Babes. Hunks. Cigarettes. Murder. Paris. UNBEATABLE!!!

Elevator to the Gallows - Ascenseur pour l'échafaud (1958)
Dir. Louis Malle
Scr. Malle & Roger Nimier
Nvl. Noël Calef
Starring: Jeanne Moreau, Maurice Ronet, Georges Poujouly, Yori Bertin,
Jean Wall, Iván Petrovich, Elga Andersen, Félix Marten, Lino Ventura, Charles Denner

Review By Greg Klymkiw

Some movies demand the ingestion of popcorn. Others require mind-altering illicit substances. Louis Malle's stylish crime picture Elevator to the Gallows (Ascenseur pour l'échafaud) makes the insistent and peremptory request that you light up the strongest cigarettes imaginable and chain smoke your way through it from beginning to end. (For anyone planning a big-screen sojourn to see the picture at TIFF Bell Lightbox, you will sadly be shit out of luck on this front due to our city's regressive anti-smoking by-laws.)

Though Louis Malle (Au revoir les enfants, My Dinner with Andre, Atlantic City, Pretty Baby) had already garnered an Academy Award for his 1956 Jacques Cousteau documentary The Silent World, the French New Wave director wisely put together a sure-fire low-budget hit with this first dramatic feature film to solidify his place as a bankable filmmaker and damn, did he dazzle everyone with this très-cool crime thriller based on the pulpy Noël Calef novel. If it's a trifle cold and bereft of some of the hallmarks of Malle's later humanity, we can easily forgive that and just sit back and enjoy this delectable, unbeatable, suspensful indulgence replete with babes, hunks, plenty of cigarettes, zippy cars, cheap motels and murder most foul.

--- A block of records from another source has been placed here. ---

//! Diagnostic channel
//!
//! Structural anomalies are reported on a side channel that is separate from the
//! returned region tree. Diagnostics are pushed into a [`DiagnosticSink`] at the moment
//! they are detected rather than collected and returned at the end, so a long log shows
//! its problems while it is still being processed.
//!
//! Each diagnostic carries the program name and an absolute line number, which is
//! enough to find the offending text in the log. Messages contain nothing else that
//! could change between runs, so two runs over the same input produce byte-identical
//! diagnostics.
//!
//! ## Sinks
//!
//! - `Vec<Diagnostic>` collects everything, which is what tests and
//!   [`LogLoader::parse`](super::LogLoader::parse) use
//! - [`TracingSink`] logs each diagnostic through `tracing` and forwards it to an inner sink

use super::error::ParseError;
use std::fmt;

/// Diagnostic severity levels
#[derive(Debug, Clone, Copy, PartialEq, Eq, PartialOrd, Ord, Hash)]
pub enum Severity {
    Error,
    Warning,
    Information,
}

impl fmt::Display for Severity {
    fn fmt(&self, f: &mut fmt::Formatter<'_>) -> fmt::Result {
        match self {
            Severity::Error => write!(f, "error"),
            Severity::Warning => write!(f, "warning"),
            Severity::Information => write!(f, "info"),
        }
    }
}

/// What went wrong.
#[derive(Debug, Clone, Copy, PartialEq, Eq, Hash)]
pub enum DiagnosticKind {
    StructuralMismatch,
    UnresolvedBoundary,
    FieldParseFailure,
    FatalPrecondition,
    /// The log ends while a program is still running.
    IncompleteProgram,
}

impl DiagnosticKind {
    pub fn code(&self) -> &'static str {
        match self {
            DiagnosticKind::StructuralMismatch => "structural-mismatch",
            DiagnosticKind::UnresolvedBoundary => "unresolved-boundary",
            DiagnosticKind::FieldParseFailure => "field-parse-failure",
            DiagnosticKind::FatalPrecondition => "fatal-precondition",
            DiagnosticKind::IncompleteProgram => "incomplete-program",
        }
    }

    /// Severity used when a diagnostic of this kind is created without an explicit one.
    pub fn default_severity(&self) -> Severity {
        match self {
            DiagnosticKind::StructuralMismatch | DiagnosticKind::FatalPrecondition => {
                Severity::Error
            }
            DiagnosticKind::UnresolvedBoundary
            | DiagnosticKind::FieldParseFailure
            | DiagnosticKind::IncompleteProgram => Severity::Warning,
        }
    }
}

impl fmt::Display for DiagnosticKind {
    fn fmt(&self, f: &mut fmt::Formatter<'_>) -> fmt::Result {
        write!(f, "{}", self.code())
    }
}

/// One reported anomaly.
#[derive(Debug, Clone, PartialEq, Eq)]
pub struct Diagnostic {
    pub severity: Severity,
    pub kind: DiagnosticKind,
    /// Name of the program the anomaly was found in.
    pub program: String,
    /// Absolute 1-indexed line number.
    pub line: usize,
    pub message: String,
}

impl Diagnostic {
    pub fn new(
        kind: DiagnosticKind,
        program: impl Into<String>,
        line: usize,
        message: impl Into<String>,
    ) -> Self {
        Self {
            severity: kind.default_severity(),
            kind,
            program: program.into(),
            line,
            message: message.into(),
        }
    }

    pub fn from_error(error: &ParseError, program: impl Into<String>) -> Self {
        Self::new(error.kind(), program, error.line(), error.message())
    }

    pub fn with_severity(mut self, severity: Severity) -> Self {
        self.severity = severity;
        self
    }

    pub fn is_error(&self) -> bool {
        self.severity == Severity::Error
    }
}

impl fmt::Display for Diagnostic {
    fn fmt(&self, f: &mut fmt::Formatter<'_>) -> fmt::Result {
        write!(
            f,
            "{} [{}] {}:{}: {}",
            self.severity, self.kind, self.program, self.line, self.message
        )
    }
}

/// Receiver of diagnostics as they occur.
pub trait DiagnosticSink {
    fn emit(&mut self, diagnostic: Diagnostic);
}

impl DiagnosticSink for Vec<Diagnostic> {
    fn emit(&mut self, diagnostic: Diagnostic) {
        self.push(diagnostic);
    }
}

impl<S: DiagnosticSink + ?Sized> DiagnosticSink for &mut S {
    fn emit(&mut self, diagnostic: Diagnostic) {
        (**self).emit(diagnostic);
    }
}

/// Sink that logs every diagnostic with `tracing` before handing it on.
#[derive(Debug, Default)]
pub struct TracingSink<S> {
    inner: S,
}

impl<S: DiagnosticSink> TracingSink<S> {
    pub fn new(inner: S) -> Self {
        Self { inner }
    }

    pub fn into_inner(self) -> S {
        self.inner
    }

    pub fn inner(&self) -> &S {
        &self.inner
    }
}

impl<S: DiagnosticSink> DiagnosticSink for TracingSink<S> {
    fn emit(&mut self, diagnostic: Diagnostic) {
        let kind = diagnostic.kind.code();
        let program = diagnostic.program.as_str();
        let line = diagnostic.line;
        match diagnostic.severity {
            Severity::Error => {
                tracing::error!(program, line, kind, "{}", diagnostic.message)
            }
            Severity::Warning => {
                tracing::warn!(program, line, kind, "{}", diagnostic.message)
            }
            Severity::Information => {
                tracing::info!(program, line, kind, "{}", diagnostic.message)
            }
        }
        self.inner.emit(diagnostic);
    }
}
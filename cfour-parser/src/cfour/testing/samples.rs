//! Curated sample logs
//!
//! The files under `samples/` are trimmed CFOUR outputs of a water calculation. Each
//! single-program sample holds one invocation; `full_run` is a whole job and
//! `truncated` is the same job cut off while xncc was still running.

use crate::cfour::loader::{LogLoader, ParsedLog};
use crate::cfour::pipeline::Pipeline;

/// A sample log embedded at compile time.
#[derive(Debug, Clone, Copy, PartialEq, Eq)]
pub struct Sample {
    name: &'static str,
    text: &'static str,
}

impl Sample {
    pub fn name(&self) -> &'static str {
        self.name
    }

    pub fn text(&self) -> &'static str {
        self.text
    }

    pub fn lines(&self) -> Vec<String> {
        self.loader().lines()
    }

    pub fn loader(&self) -> LogLoader {
        LogLoader::from_string(self.text)
    }

    /// Run the built-in grammars over the sample.
    pub fn parse(&self) -> ParsedLog {
        self.loader().parse()
    }

    pub fn parse_with(&self, pipeline: &Pipeline) -> ParsedLog {
        self.loader().parse_with(pipeline)
    }
}

macro_rules! sample {
    ($name:ident) => {
        pub fn $name() -> Sample {
            Sample {
                name: stringify!($name),
                text: include_str!(concat!("../../../samples/", stringify!($name), ".out")),
            }
        }
    };
}

sample!(xjoda);
sample!(xvscf);
sample!(xdqcscf);
sample!(xncc);
sample!(xvcc);
sample!(xvee);
sample!(xsim);
sample!(full_run);
sample!(truncated);

/// Every sample, single programs first.
pub fn all() -> Vec<Sample> {
    vec![
        xjoda(),
        xvscf(),
        xdqcscf(),
        xncc(),
        xvcc(),
        xvee(),
        xsim(),
        full_run(),
        truncated(),
    ]
}

pub fn by_name(name: &str) -> Option<Sample> {
    all().into_iter().find(|sample| sample.name == name)
}

#[cfg(test)]
mod tests {
    use super::*;

    #[test]
    fn test_every_sample_is_reachable_by_name() {
        for sample in all() {
            assert_eq!(by_name(sample.name()), Some(sample));
            assert!(!sample.lines().is_empty());
        }
        assert!(by_name("xprops").is_none());
    }
}
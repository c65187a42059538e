//! xvscf: SCF energy and orbital eigenvalues
//!
//! The orbital listing is a fixed-column table. Its numeric half ends at column 57 and
//! is read with a pattern; the symmetry half is cut at fixed offsets because irrep
//! labels may contain spaces. Occupied and virtual orbitals are separated by a line of
//! 77 `+` characters and the listing ends at the first blank line.

use super::common::{energy_au, expect_line, group_f64};
use super::Grammar;
use crate::cfour::building::{EndRule, Layout, SectionRule};
use crate::cfour::data::{record, DataMap, Value};
use crate::cfour::error::ParseError;
use crate::cfour::extraction::columns::{
    column, column_from, parse_fortran_f64, parse_i64, split_at_column, FLOAT, FORTRAN_FLOAT, INT,
};
use crate::cfour::extraction::{ExtractContext, ExtractorRegistry};
use crate::cfour::region::{Region, RegionKind};
use once_cell::sync::Lazy;
use regex::Regex;

static LAYOUT: Lazy<Layout> = Lazy::new(|| {
    Layout::new(vec![
        SectionRule::new(
            RegionKind::ScfEnergy,
            format!(r"E\(SCF\)=\s+{FLOAT}\s+{FORTRAN_FLOAT}"),
            EndRule::FixedOffset(0),
        ),
        SectionRule::new(
            RegionKind::MolecularOrbitals,
            r"ORBITAL EIGENVALUES \(ALPHA\)  \(1H = 27\.2113819 eV\)",
            EndRule::BlankLine { skip: 4, count: 1 },
        ),
    ])
    .unwrap()
});

static SCF_ENERGY: Lazy<Regex> = Lazy::new(|| {
    Regex::new(&format!(r"^E\(SCF\)\s*=\s*{FLOAT}(?:\s+{FORTRAN_FLOAT})?")).unwrap()
});

static MO_HEADER: Lazy<Regex> =
    Lazy::new(|| Regex::new(r"^MO\s*#\s*E\(hartree\)\s*E\(eV\)\s*FULLSYM\s*COMPSYM").unwrap());

static MO_NUMBERS: Lazy<Regex> =
    Lazy::new(|| Regex::new(&format!(r"^\s*{INT}\s+{INT}\s+{FLOAT}\s+{FLOAT}")).unwrap());

/// Column where the symmetry labels of an orbital row begin.
const SYMMETRY_COLUMN: usize = 57;

/// Offsets inside the symmetry half: full-group label, computational irrep, irrep index.
const FULLSYM: (usize, usize) = (0, 8);
const COMPSYM: (usize, usize) = (8, 19);
const COMPSYM_INDEX: usize = 19;

const OCCUPIED_SEPARATOR_WIDTH: usize = 77;

pub struct XvscfGrammar;

impl Grammar for XvscfGrammar {
    fn program(&self) -> &str {
        "xvscf"
    }

    fn layout(&self) -> Layout {
        LAYOUT.clone()
    }

    fn register_extractors(&self, extractors: &mut ExtractorRegistry) {
        extractors.register(RegionKind::ScfEnergy, scf_energy);
        extractors.register(RegionKind::MolecularOrbitals, molecular_orbitals);
    }
}

/// Final SCF energy, with the convergence measure when it is printed.
pub fn scf_energy(region: &Region, _cx: &mut ExtractContext<'_>) -> Result<DataMap, ParseError> {
    let caps = expect_line(region, 0, &SCF_ENERGY, "an E(SCF) line")?;
    let mut data = record([("energy", energy_au(group_f64(&caps, 1, region.start)?))]);
    if let Some(convergence) = caps.get(2).and_then(|m| parse_fortran_f64(m.as_str())) {
        data.insert("energy_convergence".into(), Value::from(convergence));
    }
    Ok(data)
}

/// Parse one orbital row.
pub fn parse_orbital(line: &str) -> Option<Value> {
    let (numbers, symmetry) = split_at_column(line, SYMMETRY_COLUMN);
    let caps = MO_NUMBERS.captures(numbers)?;
    let energy_index: i64 = caps.get(1)?.as_str().parse().ok()?;
    let index: i64 = caps.get(2)?.as_str().parse().ok()?;
    let au: f64 = caps.get(3)?.as_str().parse().ok()?;
    let ev: f64 = caps.get(4)?.as_str().parse().ok()?;

    let irrep_index = column_from(symmetry, COMPSYM_INDEX)
        .trim_start_matches('(')
        .trim_end_matches(')');
    let irrep_index = parse_i64(irrep_index)?;

    Some(Value::Map(record([
        ("energy_index", Value::from(energy_index)),
        ("index", Value::from(index)),
        (
            "energy",
            Value::Map(record([("au", Value::from(au)), ("eV", Value::from(ev))])),
        ),
        ("fullsym", Value::from(column(symmetry, FULLSYM.0, FULLSYM.1))),
        (
            "compsym",
            Value::Map(record([
                ("name", Value::from(column(symmetry, COMPSYM.0, COMPSYM.1))),
                ("index", Value::from(irrep_index)),
            ])),
        ),
    ])))
}

/// Orbital eigenvalue listing, split into occupied and virtual orbitals.
pub fn molecular_orbitals(
    region: &Region,
    cx: &mut ExtractContext<'_>,
) -> Result<DataMap, ParseError> {
    expect_line(region, 2, &MO_HEADER, "the orbital column header")?;

    let separator = "+".repeat(OCCUPIED_SEPARATOR_WIDTH);
    let mut occupied = Vec::new();
    let mut virtuals = Vec::new();
    let mut seen_separator = false;

    for rel in 4..region.len() {
        let line = &region.lines[rel];
        let text = line.trim();
        if text.is_empty() {
            break;
        }
        if text == separator {
            seen_separator = true;
            continue;
        }
        match parse_orbital(line) {
            Some(orbital) if seen_separator => virtuals.push(orbital),
            Some(orbital) => occupied.push(orbital),
            None => cx.skip_line(region, rel, "orbital row does not match the listing columns"),
        }
    }

    if !seen_separator {
        cx.mismatch(
            region.start,
            "orbital listing has no separator between occupied and virtual orbitals",
        );
    }

    Ok(record([
        ("occupied", Value::List(occupied)),
        ("virtual", Value::List(virtuals)),
    ]))
}
//! Testing utilities for region assertions
//!
//!     CFOUR output is column-sensitive and full of near-identical lines. A log typed by
//!     hand into a test is very likely to be slightly off (a missing space before a
//!     column, a delimiter one dash short), and a test against such a log tunes the
//!     grammars to text CFOUR never prints. Tests therefore follow two rules:
//!
//!         1. Whole logs come from the curated sample files (via [samples])
//!         2. Region trees are checked with the fluent assertions (via [assert_region])
//!
//!     Small synthetic logs that only exercise program pairing are built with
//!     [LogBuilder], which writes the begin and end markers exactly as CFOUR does.
//!
//! Usage
//!
//!     ```rust,ignore
//!     use cfour_parser::cfour::testing::{assert_region, samples};
//!
//!     let parsed = samples::xvscf().parse();
//!     assert_region(&parsed.programs[0])
//!         .name("xvscf")
//!         .ok()
//!         .child_named("molecular orbitals", |mo| {
//!             mo.data_len(&["occupied"], 5).data_len(&["virtual"], 2);
//!         });
//!     ```

pub mod log_builder;
pub mod region_assertions;
pub mod samples;

pub use log_builder::LogBuilder;
pub use region_assertions::{assert_programs, assert_region, ProgramsAssertion, RegionAssertion};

Our movie opens with the impossibly gorgeous couple Florence Carala (Jeanne Moreau) and Julien Tavernier (Maurice Ronet) passionately professing their love for each other over the telephone. A murder is committed, a mistake is made and our lovers are kept apart when our hero is caught in an elevator without power and the heroine is left alone waiting for him and forced to wander the streets of Paris, desperately looking for him. Tavernier's car is stolen by the impossibly handsome young thug Louis (Georges Poujoully) and his impossibly gorgeous girlfriend Véronique (Yori Bertin). The barely-out-of-their-teens couple goes on a joy ride and encounter the gregarious vacationing and champagne-armed German couple Horst (Iván Petrovich) and Frieda (Elga Andersen).

Partying and sex is assured. More murder is just round the corner.

Nail-biting suspense, mistaken identity and dogged detective work from cops Lino Ventura and Charles Denner follow in due course. Henri Decaë's gorgeous black and white cinematographic lensing of Paris and an astonishing music score by Miles Davis carry us along in one of the most delightful noir-tinged crime pictures of the period.

No need to spoil the proceedings with any further details. Just sit back with plenty of throat-shredding ciggies and enjoy!

THE FILM CORNER RATING: **** 4-Stars

Elevator to the Gallows (Ascenseur pour l'échafaud) plays on the big screen at Toronto's TIFF Bell Lightbox in the Summer 2017 series "Panique: French Crime Classics" and, of course, on a gorgeous Criterion Collection special edition double disc DVD that includes a new interview with Jeanne Moreau, archival interviews with Malle, Ronet, Moreau and soundtrack session pianist René Urtreger, footage of Miles Davis and Louis Malle from the soundtrack recording session, a new video program about the score with jazz trumpeter Jon Faddis and critic Gary Giddins, Malle’s student film Crazeologie, featuring the title song by Charlie Parker, Theatrical trailers and a booklet featuring a Terrence Rafferty essay, Malle interview and tribute by producer Vincent Malle.